## Supplied records
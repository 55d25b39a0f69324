//! Outcome of one dictionary lookup
//!
//! A record is immutable once built. Re-validation replaces it wholesale.

use serde::Serialize;
use std::fmt;

/// Why a word is not in the dictionary
#[derive(Debug, Clone, Copy, PartialEq, Eq, Hash, Serialize)]
#[serde(rename_all = "snake_case")]
pub enum InvalidReason {
    /// The source has no entry for the word
    NotFound,
    /// An entry exists but carries no definitions
    NoDefinitions,
    /// The token failed local format checks before any lookup
    MalformedWord,
}

/// Why the source could not give an answer
#[derive(Debug, Clone, Copy, PartialEq, Eq, Hash, Serialize)]
#[serde(rename_all = "snake_case")]
pub enum UnavailableReason {
    Timeout,
    Transport,
    /// Unexpected HTTP status (rate limited, server error)
    Status,
    /// Response body could not be decoded
    Malformed,
}

/// Closed lookup verdict
#[derive(Debug, Clone, Copy, PartialEq, Eq, Hash, Serialize)]
#[serde(tag = "status", content = "reason", rename_all = "snake_case")]
pub enum Verdict {
    Valid,
    Invalid(InvalidReason),
    Unavailable(UnavailableReason),
}

impl Verdict {
    /// True only for definitive negatives, never for outages
    #[must_use]
    pub const fn is_definitively_invalid(self) -> bool {
        matches!(self, Self::Invalid(_))
    }
}

impl fmt::Display for Verdict {
    fn fmt(&self, f: &mut fmt::Formatter<'_>) -> fmt::Result {
        let text = match self {
            Self::Valid => "valid word",
            Self::Invalid(InvalidReason::NotFound) => "word not found in dictionary",
            Self::Invalid(InvalidReason::NoDefinitions) => "no definitions found",
            Self::Invalid(InvalidReason::MalformedWord) => "word must contain only letters",
            Self::Unavailable(UnavailableReason::Timeout) => "service unavailable: timeout",
            Self::Unavailable(UnavailableReason::Transport) => "service unavailable: transport error",
            Self::Unavailable(UnavailableReason::Status) => "service unavailable: unexpected status",
            Self::Unavailable(UnavailableReason::Malformed) => {
                "service unavailable: malformed response"
            }
        };
        f.write_str(text)
    }
}

#[derive(Debug, Clone, PartialEq, Eq, Serialize)]
pub struct Pronunciation {
    /// Region label derived from the audio file ("uk", "us"), if any
    pub prefix: Option<String>,
    pub phonetic: String,
    pub audio: Option<String>,
}

#[derive(Debug, Clone, PartialEq, Eq, Serialize)]
pub struct ValidationRecord {
    pub word: String,
    pub verdict: Verdict,
    pub definitions: Vec<String>,
    /// Parts of speech, deduplicated in source order
    pub word_forms: Vec<String>,
    pub pronunciations: Vec<Pronunciation>,
    pub examples: Vec<String>,
}

impl ValidationRecord {
    /// Record with no dictionary payload
    #[must_use]
    pub fn bare(word: impl Into<String>, verdict: Verdict) -> Self {
        Self {
            word: word.into(),
            verdict,
            definitions: Vec::new(),
            word_forms: Vec::new(),
            pronunciations: Vec::new(),
            examples: Vec::new(),
        }
    }

    #[must_use]
    pub const fn is_valid(&self) -> bool {
        matches!(self.verdict, Verdict::Valid)
    }

    /// The source could not be consulted; says nothing about the word
    #[must_use]
    pub const fn is_unavailable(&self) -> bool {
        matches!(self.verdict, Verdict::Unavailable(_))
    }

    /// Human-readable reason string
    #[must_use]
    pub fn reason(&self) -> String {
        self.verdict.to_string()
    }
}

## Problem requirements
Write only the number of lines in the listing that include "struct".

## Written solution
2